# [EXERCISE OBJECTIVE]
In the records that follow, locate every line with "version" and extract it.

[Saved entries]

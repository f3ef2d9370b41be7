//! Worker execution loop.
//!
//! Each worker process runs this loop, one job at a time, holding no state
//! between iterations. Correctness under redelivery races rests entirely on
//! the job store's version-guarded transitions: whichever worker claims
//! `queued -> running` first owns the attempt, and every loser discards its
//! message cleanly.
//!
//! Cancellation is cooperative. Two stages are interruptible: after the
//! claim and before the engine call, and after the engine call before the
//! artifact is published. A cancel that lands mid-render is honored at the
//! publish checkpoint.

pub mod reaper;

use std::time::{Duration, Instant};

use chrono::Utc;
use tokio::time::sleep;
use uuid::Uuid;

use crate::app_state::AppState;
use crate::models::job::{ErrorKind, Job, JobError, JobStatus};
use crate::queue::{QueueError, QueueMessage, RenderQueue};
use crate::services::renderer::{Renderer, Retryability};
use crate::services::storage::OutputStore;
use crate::store::{JobStore, StoreError};

#[derive(Debug, thiserror::Error)]
pub enum WorkerError {
    #[error("queue error: {0}")]
    Queue(#[from] QueueError),

    #[error("job store error: {0}")]
    Store(#[from] StoreError),
}

/// Run the worker loop forever, polling at the configured idle interval.
pub async fn run_loop(state: AppState) {
    let poll_interval = Duration::from_millis(state.config.poll_interval_ms);

    loop {
        metrics::gauge!("worker_last_poll_seconds").set(Utc::now().timestamp() as f64);

        match process_next_job(&state).await {
            Ok(true) => {
                tracing::debug!("Job processed, checking for next job");
            }
            Ok(false) => {
                tracing::trace!("No jobs available, sleeping");
                sleep(poll_interval).await;
            }
            Err(e) => {
                tracing::error!(error = %e, "Error processing job, will retry");
                sleep(poll_interval).await;
            }
        }
    }
}

/// Process the next job from the queue.
/// Returns Ok(true) if a message was consumed, Ok(false) if the queue was idle.
pub async fn process_next_job(state: &AppState) -> Result<bool, WorkerError> {
    let Some(msg) = state.queue.dequeue().await? else {
        return Ok(false);
    };

    let Some(job) = state.store.get(msg.job_id).await? else {
        tracing::warn!(job_id = %msg.job_id, "Dequeued message for unknown job, dropping");
        state.queue.ack(&msg).await?;
        return Ok(true);
    };

    let job = match job.status {
        JobStatus::Queued => job,
        JobStatus::Running => {
            // A redelivered message for a job still marked running means its
            // previous worker blew past the lease. Reconcile it back to
            // queued once it has been running suspiciously long; otherwise
            // keep our lease unacked and let the reaper retry later.
            let stale_after = chrono::Duration::seconds(state.config.stale_running_secs);
            let is_stale = job
                .started_at
                .map_or(true, |started| Utc::now() - started >= stale_after);
            if !is_stale {
                tracing::warn!(
                    job_id = %job.id,
                    delivery_count = msg.delivery_count,
                    "Redelivered job is still running, leaving message leased"
                );
                return Ok(true);
            }
            match state.store.requeue(job.id, job.version).await {
                Ok(reconciled) => {
                    tracing::warn!(job_id = %job.id, "Reconciled stale running job back to queued");
                    reconciled
                }
                Err(StoreError::Conflict) | Err(StoreError::NotFound) => {
                    state.queue.ack(&msg).await?;
                    return Ok(true);
                }
                Err(e) => return Err(e.into()),
            }
        }
        // Already settled by another worker or by cancellation.
        JobStatus::Succeeded | JobStatus::Failed | JobStatus::Cancelled => {
            state.queue.ack(&msg).await?;
            return Ok(true);
        }
    };

    // Cancelled while sitting in the queue: settle without ever running.
    if job.cancel_requested {
        match state.store.mark_cancelled(job.id, job.version).await {
            Ok(_) => {
                metrics::counter!("render_jobs_cancelled_total").increment(1);
                tracing::info!(job_id = %job.id, "Cancelled queued job");
            }
            Err(StoreError::Conflict) | Err(StoreError::NotFound) => {}
            Err(e) => return Err(e.into()),
        }
        state.queue.ack(&msg).await?;
        return Ok(true);
    }

    // A reconciled job that already spent its execution budget (crashed on
    // its final attempt) must not be claimed again: attempt_count never
    // exceeds the configured maximum.
    if job.attempt_count >= state.config.max_attempts {
        let error = JobError::new(
            ErrorKind::MaxRetriesExceeded,
            format!("execution budget exhausted after {} attempts", job.attempt_count),
        );
        match state.store.mark_failed(job.id, job.version, &error).await {
            Ok(_) => {
                metrics::counter!("render_jobs_failed_total").increment(1);
                tracing::error!(job_id = %job.id, "Job failed, no attempts remaining");
            }
            Err(StoreError::Conflict) | Err(StoreError::NotFound) => {}
            Err(e) => return Err(e.into()),
        }
        state.queue.ack(&msg).await?;
        return Ok(true);
    }

    // Claim. Exactly one worker wins this transition per version; losers of
    // a redelivery race land here with a stale version and discard.
    let claimed = match state.store.mark_running(job.id, job.version).await {
        Ok(claimed) => claimed,
        Err(StoreError::Conflict) | Err(StoreError::NotFound) => {
            tracing::debug!(job_id = %job.id, "Lost claim race, discarding message");
            state.queue.ack(&msg).await?;
            return Ok(true);
        }
        Err(e) => return Err(e.into()),
    };

    tracing::info!(
        job_id = %claimed.id,
        tier = %claimed.tier,
        attempt = claimed.attempt_count,
        "Processing render job"
    );

    if settle_if_cancelled(state, &msg, claimed.id).await? {
        return Ok(true);
    }

    let start = Instant::now();
    match state.renderer.render(&claimed).await {
        Ok(bytes) => {
            metrics::histogram!("render_duration_seconds").record(start.elapsed().as_secs_f64());

            // Last interruptible stage: a cancel that arrived mid-render
            // wins over publishing the artifact.
            if settle_if_cancelled(state, &msg, claimed.id).await? {
                return Ok(true);
            }

            publish(state, &msg, &claimed, &bytes).await?;
        }
        Err(e) => {
            let retryable = e.retryability() == Retryability::Retryable;
            tracing::warn!(
                job_id = %claimed.id,
                attempt = claimed.attempt_count,
                retryable,
                error = %e,
                "Render attempt failed"
            );
            settle_failure(
                state,
                &msg,
                &claimed,
                retryable,
                ErrorKind::RenderFailed,
                e.to_string(),
            )
            .await?;
        }
    }

    Ok(true)
}

/// Cooperative cancellation checkpoint. Consults the flag and, when set,
/// settles the job and the message. Returns true if the caller should stop.
async fn settle_if_cancelled(
    state: &AppState,
    msg: &QueueMessage,
    job_id: Uuid,
) -> Result<bool, WorkerError> {
    let Some(fresh) = state.store.get(job_id).await? else {
        state.queue.ack(msg).await?;
        return Ok(true);
    };

    if !fresh.cancel_requested {
        return Ok(false);
    }

    match state.store.mark_cancelled(fresh.id, fresh.version).await {
        Ok(_) => {
            metrics::counter!("render_jobs_cancelled_total").increment(1);
            tracing::info!(job_id = %fresh.id, "Job cancelled at checkpoint");
        }
        Err(StoreError::Conflict) | Err(StoreError::NotFound) => {}
        Err(e) => return Err(e.into()),
    }
    state.queue.ack(msg).await?;
    Ok(true)
}

async fn publish(
    state: &AppState,
    msg: &QueueMessage,
    claimed: &Job,
    bytes: &[u8],
) -> Result<(), WorkerError> {
    let key = format!(
        "outputs/{}/{}.{}",
        claimed.owner_id,
        claimed.id,
        claimed.output_format.extension()
    );

    if let Err(e) = state
        .output
        .put(&key, bytes, claimed.output_format.content_type())
        .await
    {
        tracing::error!(job_id = %claimed.id, error = %e, "Failed to write artifact");
        return settle_failure(state, msg, claimed, true, ErrorKind::Storage, e.to_string()).await;
    }

    match state.store.mark_succeeded(claimed.id, claimed.version, &key).await {
        Ok(done) => {
            metrics::counter!("render_jobs_succeeded_total").increment(1);
            tracing::info!(
                job_id = %done.id,
                result_ref = %key,
                duration_seconds = done.duration_seconds(),
                "Render job succeeded"
            );
        }
        // Settled elsewhere (e.g. dead-lettered by the reaper between our
        // checkpoint and here); the guarded transition kept result_ref out.
        Err(StoreError::Conflict) | Err(StoreError::NotFound) => {
            tracing::warn!(job_id = %claimed.id, "Lost publish race, discarding result");
        }
        Err(e) => return Err(e.into()),
    }

    state.queue.ack(msg).await?;
    Ok(())
}

/// Settle a failed attempt: requeue while retryable attempts remain,
/// otherwise record the failure on the job.
async fn settle_failure(
    state: &AppState,
    msg: &QueueMessage,
    claimed: &Job,
    retryable: bool,
    kind: ErrorKind,
    detail: String,
) -> Result<(), WorkerError> {
    if retryable && claimed.attempt_count < state.config.max_attempts {
        match state.store.requeue(claimed.id, claimed.version).await {
            Ok(_) => {
                state.queue.ack(msg).await?;
                state
                    .queue
                    .enqueue(QueueMessage::new(claimed.id, claimed.tier))
                    .await?;
                metrics::counter!("render_jobs_retried_total").increment(1);
                tracing::info!(
                    job_id = %claimed.id,
                    attempt = claimed.attempt_count,
                    "Job requeued for retry"
                );
            }
            Err(StoreError::Conflict) | Err(StoreError::NotFound) => {
                state.queue.ack(msg).await?;
            }
            Err(e) => return Err(e.into()),
        }
        return Ok(());
    }

    let error = if retryable {
        JobError::new(
            ErrorKind::MaxRetriesExceeded,
            format!("{detail} (after {} attempts)", claimed.attempt_count),
        )
    } else {
        JobError::new(kind, detail)
    };

    match state.store.mark_failed(claimed.id, claimed.version, &error).await {
        Ok(_) => {
            metrics::counter!("render_jobs_failed_total").increment(1);
            tracing::error!(
                job_id = %claimed.id,
                kind = %error.kind,
                attempt = claimed.attempt_count,
                "Render job failed"
            );
        }
        Err(StoreError::Conflict) | Err(StoreError::NotFound) => {}
        Err(e) => return Err(e.into()),
    }
    state.queue.ack(msg).await?;
    Ok(())
}
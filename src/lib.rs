//! Asynchronous render-job pipeline.
//!
//! This library provides the core of the document-rendering service: an
//! admission API that validates and queues render requests, a tier-weighted
//! at-least-once queue with visibility leasing, a version-guarded job store,
//! and the worker loop that executes renders and publishes artifacts.

pub mod app_state;
pub mod config;
pub mod db;
pub mod error;
pub mod models;
pub mod queue;
pub mod routes;
pub mod services;
pub mod store;
pub mod worker;
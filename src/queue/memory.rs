//! In-memory queue for single-process deployments and tests.
//!
//! Mirrors the Redis layout: per-tier FIFO partitions, a leased set with
//! visibility deadlines, and a dead-letter list. Reaping takes an explicit
//! `now` so lease expiry is deterministic under test.

use std::collections::{HashMap, VecDeque};

use async_trait::async_trait;
use chrono::{DateTime, Utc};
use tokio::sync::Mutex;

use super::{QueueError, QueueMessage, QueueSnapshot, ReapOutcome, RenderQueue, WeightedCycle};
use crate::models::job::Tier;

#[derive(Default)]
struct Inner {
    pending: HashMap<Tier, VecDeque<QueueMessage>>,
    leased: Vec<QueueMessage>,
    dead: Vec<QueueMessage>,
}

pub struct MemoryQueue {
    inner: Mutex<Inner>,
    cycle: WeightedCycle,
    visibility_timeout: chrono::Duration,
    max_deliveries: u32,
}

impl MemoryQueue {
    pub fn new(
        weights: &[(Tier, u32)],
        visibility_timeout_secs: u64,
        max_deliveries: u32,
    ) -> Self {
        Self {
            inner: Mutex::new(Inner::default()),
            cycle: WeightedCycle::new(weights),
            visibility_timeout: chrono::Duration::seconds(visibility_timeout_secs as i64),
            max_deliveries,
        }
    }

    /// Dead-lettered messages, oldest first.
    pub async fn dead_letters(&self) -> Vec<QueueMessage> {
        self.inner.lock().await.dead.clone()
    }
}

#[async_trait]
impl RenderQueue for MemoryQueue {
    async fn enqueue(&self, msg: QueueMessage) -> Result<(), QueueError> {
        let mut inner = self.inner.lock().await;
        inner.pending.entry(msg.tier).or_default().push_back(msg);
        Ok(())
    }

    async fn dequeue(&self) -> Result<Option<QueueMessage>, QueueError> {
        let mut inner = self.inner.lock().await;
        for tier in self.cycle.candidates() {
            let popped = inner.pending.get_mut(&tier).and_then(|p| p.pop_front());
            if let Some(mut msg) = popped {
                msg.visibility_deadline = Some(Utc::now() + self.visibility_timeout);
                inner.leased.push(msg.clone());
                self.cycle.advance();
                return Ok(Some(msg));
            }
        }
        Ok(None)
    }

    async fn ack(&self, msg: &QueueMessage) -> Result<(), QueueError> {
        let mut inner = self.inner.lock().await;
        if let Some(pos) = inner
            .leased
            .iter()
            .position(|m| m.job_id == msg.job_id && m.delivery_count == msg.delivery_count)
        {
            inner.leased.remove(pos);
        }
        Ok(())
    }

    async fn reap_expired(&self, now: DateTime<Utc>) -> Result<ReapOutcome, QueueError> {
        let mut inner = self.inner.lock().await;
        let mut outcome = ReapOutcome::default();

        let leased = std::mem::take(&mut inner.leased);
        let (expired, alive): (Vec<_>, Vec<_>) = leased
            .into_iter()
            .partition(|m| m.visibility_deadline.is_some_and(|d| d <= now));
        inner.leased = alive;

        for mut msg in expired {
            msg.delivery_count += 1;
            msg.visibility_deadline = None;
            if msg.delivery_count > self.max_deliveries {
                inner.dead.push(msg.clone());
                outcome.dead_lettered.push(msg);
            } else {
                inner
                    .pending
                    .entry(msg.tier)
                    .or_default()
                    .push_back(msg.clone());
                outcome.redelivered.push(msg);
            }
        }

        Ok(outcome)
    }

    async fn snapshot(&self) -> Result<QueueSnapshot, QueueError> {
        let inner = self.inner.lock().await;
        let now = Utc::now();

        let mut depth = 0u64;
        let mut per_tier = HashMap::new();
        let mut oldest: Option<DateTime<Utc>> = None;

        for tier in Tier::ALL {
            let len = inner.pending.get(&tier).map_or(0, |p| p.len()) as u64;
            depth += len;
            per_tier.insert(tier.to_string(), len);

            if let Some(front) = inner.pending.get(&tier).and_then(|p| p.front()) {
                oldest = Some(match oldest {
                    Some(t) if t <= front.enqueue_time => t,
                    _ => front.enqueue_time,
                });
            }
        }

        Ok(QueueSnapshot {
            depth,
            oldest_enqueue_age_secs: oldest.map(|t| (now - t).num_seconds()),
            in_flight: inner.leased.len() as u64,
            per_tier,
        })
    }

    async fn ping(&self) -> Result<(), QueueError> {
        Ok(())
    }
}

# [RESPONSE TO THIS TASK]
//! the job store's version-guarded transitions: whichever worker claims
            match state.store.requeue(job.id, job.version).await {
        match state.store.mark_cancelled(job.id, job.version).await {
        match state.store.mark_failed(job.id, job.version, &error).await {
    // Claim. Exactly one worker wins this transition per version; losers of
    // a redelivery race land here with a stale version and discard.
    let claimed = match state.store.mark_running(job.id, job.version).await {
    match state.store.mark_cancelled(fresh.id, fresh.version).await {
    match state.store.mark_succeeded(claimed.id, claimed.version, &key).await {
        match state.store.requeue(claimed.id, claimed.version).await {
    match state.store.mark_failed(claimed.id, claimed.version, &error).await {
//! at-least-once queue with visibility leasing, a version-guarded job store,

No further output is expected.